C’est confirmé. Selon nos informations, les membres du groupe socialiste du Sénat ont débattu mardi du projet de loi Création et Internet, et ont adopté une position commune. Ils se sont majoritairement prononcés en faveur de la riposte graduée présentée par Christine Albanel, en restant ainsi fidèles à la note interne révélée mardi par Numerama. Mais il y aura toutefois des divergences y compris dans les rangs socialistes.
Le sénateur Robert Navarro, fraîchement élu au Sénat après avoir fréquenté les mêmes bancs parlementaires que l’eurodéputé Guy Bono, a demandé aux socialistes de se s’engager contre la riposte graduée. « A l’initiative des socialistes français, une majorité des députés européens a clairement rejeté le principe de la riposte graduée et la création de l’HADOPI« , rappelle l’ancien membre du Parlement Européen à propos de l’amendement 138 qu’il avait lui-même soutenu. Favorable à la mise en place d’une taxe sur les FAI et d’une licence globale, Robert Navarro demande à ce que les députés français attendent la fin des débats à Bruxelles pour se prononcer sur un texte qui risque d’être rapidement caduc. « Pour moi, il est clair que seule une décision judiciaire peut aboutir à la coupure d’un accès à Internet. C’est le sens même de notre amendement« .
Des amendes plutôt que la suspension : une non-réponse
Il trouvera pour cela des alliers de circonstances. Alors que la Commission des Affaires Culturelles s’est prononcée pour la suspension de l’abonnement à Internet, en rejetant la portée juridique de l’amendement 138, la Commission des Affaires Economiques a proposé 27 amendements au projet de loi.

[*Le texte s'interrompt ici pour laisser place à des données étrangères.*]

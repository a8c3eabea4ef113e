//! 会话持久化
//!
//! SnapshotStore 是持久化契约：保存 / 读取会话快照与记忆日志、归档、列出会话。
//! 读取时记录缺失或无法反序列化返回 Corruption；写入失败返回 Storage。
//! 提供 JSON 文件实现（FileStore）与内存实现（InMemoryStore，测试用）。

use std::collections::HashMap;
use std::io::ErrorKind;
use std::path::{Path, PathBuf};
use std::sync::Mutex;

use serde::de::DeserializeOwned;
use serde::Serialize;

use crate::core::AgentError;
use crate::memory::{MemoryLog, SessionSnapshot};

pub trait SnapshotStore: Send + Sync {
    fn save_snapshot(&self, snapshot: &SessionSnapshot) -> Result<(), AgentError>;
    fn load_snapshot(&self, session_id: &str) -> Result<SessionSnapshot, AgentError>;
    fn save_memory(&self, log: &MemoryLog) -> Result<(), AgentError>;
    fn load_memory(&self, memory_ref: &str) -> Result<MemoryLog, AgentError>;
    /// 会话结束：移出活动集合，记录保留供审计
    fn archive(&self, session_id: &str) -> Result<(), AgentError>;
    /// 活动会话 id（排序）
    fn list_sessions(&self) -> Result<Vec<String>, AgentError>;
}

/// JSON 文件存储
///
/// 目录结构：`sessions/{id}.json`、`memory/{id}.json`、`archive/`。
/// 写入先落临时文件再 rename，避免留下半截记录。
#[derive(Debug)]
pub struct FileStore {
    root: PathBuf,
}

impl FileStore {
    pub fn new(root: impl AsRef<Path>) -> Result<Self, AgentError> {
        let root = root.as_ref().to_path_buf();
        for dir in ["sessions", "memory", "archive"] {
            std::fs::create_dir_all(root.join(dir)).map_err(|e| {
                AgentError::Storage(format!("create {}: {}", root.join(dir).display(), e))
            })?;
        }
        Ok(Self { root })
    }

    fn snapshot_path(&self, session_id: &str) -> PathBuf {
        self.root.join("sessions").join(format!("{}.json", session_id))
    }

    fn memory_path(&self, memory_ref: &str) -> PathBuf {
        self.root.join("memory").join(format!("{}.json", memory_ref))
    }

    fn write_json<T: Serialize>(path: &Path, value: &T) -> Result<(), AgentError> {
        let data = serde_json::to_string_pretty(value)
            .map_err(|e| AgentError::Storage(format!("serialize {}: {}", path.display(), e)))?;
        let tmp = path.with_extension("json.tmp");
        std::fs::write(&tmp, data)
            .and_then(|_| std::fs::rename(&tmp, path))
            .map_err(|e| AgentError::Storage(format!("write {}: {}", path.display(), e)))
    }

    fn read_json<T: DeserializeOwned>(path: &Path) -> Result<T, AgentError> {
        let data = std::fs::read_to_string(path).map_err(|e| match e.kind() {
            ErrorKind::NotFound => AgentError::Corruption(format!("{} not found", path.display())),
            _ => AgentError::Storage(format!("read {}: {}", path.display(), e)),
        })?;
        serde_json::from_str(&data)
            .map_err(|e| AgentError::Corruption(format!("{}: {}", path.display(), e)))
    }
}

impl SnapshotStore for FileStore {
    fn save_snapshot(&self, snapshot: &SessionSnapshot) -> Result<(), AgentError> {
        Self::write_json(&self.snapshot_path(&snapshot.session_id), snapshot)
    }

    fn load_snapshot(&self, session_id: &str) -> Result<SessionSnapshot, AgentError> {
        Self::read_json(&self.snapshot_path(session_id))
    }

    fn save_memory(&self, log: &MemoryLog) -> Result<(), AgentError> {
        Self::write_json(&self.memory_path(&log.session_id), log)
    }

    fn load_memory(&self, memory_ref: &str) -> Result<MemoryLog, AgentError> {
        Self::read_json(&self.memory_path(memory_ref))
    }

    fn archive(&self, session_id: &str) -> Result<(), AgentError> {
        let archive = self.root.join("archive");
        for (kind, path) in [
            ("session", self.snapshot_path(session_id)),
            ("memory", self.memory_path(session_id)),
        ] {
            if !path.exists() {
                continue;
            }
            let dest = archive.join(format!("{}.{}.json", session_id, kind));
            std::fs::rename(&path, &dest)
                .map_err(|e| AgentError::Storage(format!("archive {}: {}", path.display(), e)))?;
        }
        Ok(())
    }

    fn list_sessions(&self) -> Result<Vec<String>, AgentError> {
        let dir = self.root.join("sessions");
        let entries = std::fs::read_dir(&dir)
            .map_err(|e| AgentError::Storage(format!("list {}: {}", dir.display(), e)))?;
        let mut ids: Vec<String> = entries
            .filter_map(Result::ok)
            .filter_map(|e| {
                let path = e.path();
                match path.extension().and_then(|x| x.to_str()) {
                    Some("json") => path.file_stem().and_then(|s| s.to_str()).map(str::to_string),
                    _ => None,
                }
            })
            .collect();
        ids.sort();
        Ok(ids)
    }
}

/// 内存存储；`fail_writes` 可模拟存储故障
#[derive(Debug, Default)]
pub struct InMemoryStore {
    snapshots: Mutex<HashMap<String, SessionSnapshot>>,
    memories: Mutex<HashMap<String, MemoryLog>>,
    archived: Mutex<Vec<String>>,
    fail_writes: std::sync::atomic::AtomicBool,
}

impl InMemoryStore {
    pub fn new() -> Self {
        Self::default()
    }

    pub fn set_fail_writes(&self, fail: bool) {
        self.fail_writes
            .store(fail, std::sync::atomic::Ordering::SeqCst);
    }

    pub fn archived(&self) -> Vec<String> {
        self.archived.lock().map(|a| a.clone()).unwrap_or_default()
    }

    fn check_writable(&self) -> Result<(), AgentError> {
        if self.fail_writes.load(std::sync::atomic::Ordering::SeqCst) {
            return Err(AgentError::Storage("store is unavailable".into()));
        }
        Ok(())
    }
}

fn poisoned(_: impl std::fmt::Display) -> AgentError {
    AgentError::Storage("store lock poisoned".into())
}

impl SnapshotStore for InMemoryStore {
    fn save_snapshot(&self, snapshot: &SessionSnapshot) -> Result<(), AgentError> {
        self.check_writable()?;
        self.snapshots
            .lock()
            .map_err(poisoned)?
            .insert(snapshot.session_id.clone(), snapshot.clone());
        Ok(())
    }

    fn load_snapshot(&self, session_id: &str) -> Result<SessionSnapshot, AgentError> {
        self.snapshots
            .lock()
            .map_err(poisoned)?
            .get(session_id)
            .cloned()
            .ok_or_else(|| AgentError::Corruption(format!("no snapshot for session {}", session_id)))
    }

    fn save_memory(&self, log: &MemoryLog) -> Result<(), AgentError> {
        self.check_writable()?;
        self.memories
            .lock()
            .map_err(poisoned)?
            .insert(log.session_id.clone(), log.clone());
        Ok(())
    }

    fn load_memory(&self, memory_ref: &str) -> Result<MemoryLog, AgentError> {
        self.memories
            .lock()
            .map_err(poisoned)?
            .get(memory_ref)
            .cloned()
            .ok_or_else(|| AgentError::Corruption(format!("no memory log '{}'", memory_ref)))
    }

    fn archive(&self, session_id: &str) -> Result<(), AgentError> {
        self.check_writable()?;
        self.snapshots.lock().map_err(poisoned)?.remove(session_id);
        self.memories.lock().map_err(poisoned)?.remove(session_id);
        self.archived
            .lock()
            .map_err(poisoned)?
            .push(session_id.to_string());
        Ok(())
    }

    fn list_sessions(&self) -> Result<Vec<String>, AgentError> {
        let mut ids: Vec<String> = self.snapshots.lock().map_err(poisoned)?.keys().cloned().collect();
        ids.sort();
        Ok(ids)
    }
}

Parmi eux, un amendement prévoit de « remplacer la coupure d’accès par une amende afin de sécuriser juridiquement la riposte graduée » et « d’éviter la création d’un fichier des internautes suspendus« . L’amende pourrait même être modulée en fonction de la disponibilité ou non de l’œuvre piratée dans l’offre légale.
« Ce système d’amende administrative s’applique sans discrimination, conserve aux Français l’accès à la ‘commodité essentielle’ qu’est le haut débit, et semble plus adapté pour répondre au préjudice économique que représente le piratage« , estime la commission qui était consultée pour avis.
Cependant, amende ou suspension, ça n’est qu’un problème accessoire au problème beaucoup plus fondamental de l’irrespect des droits de la défense posé par le projet de loi Création et Internet. Avant d’infliger une sanction, quelle qu’elle soit, il faut être certain de la culpabilité de la personne sanctionnée. Or en matière de preuve, rien de satisfaisant n’est pour le moment proposé. La Commission des Affaires culturelles demande la mise en place d’une sorte de « spyware » qui n’est ni efficace techniquement ni acceptable au regard de la vie privée, tandis que la commission des affaires économiques semble avoir passé le problème sous silence. En outre, la procédure d’appel prévue par le projet de loi n’est pas suspensive. Un abonné condamné à tort pourra donc être sanctionné avant-même d’avoir eu la possibilité de défendre sa bonne foi devant un tribunal qui, lui, sera beaucoup plus exigeant sur les preuves.
Contacté par Numerama pour évoquer le problème central de l’impossibilité de prouver sa bonne foi en cas de condamnation à tort, le secrétariat du groupe socialiste au Sénat nous a assuré que le problème de la preuve serait évoqué lors des discussions. Mais même sans garantie, le texte sera voté par le groupe, pour renvoyer la patate chaude à l’Assemblée Nationale qui se prononcera au début de l’année prochaine.
Or le texte étant présenté en procédure d’urgence, donc sans renvoi pour deuxième lecture au Sénat, l’aveu qui transparaît en filigrane est éloquent : le Sénat ne sert à rien.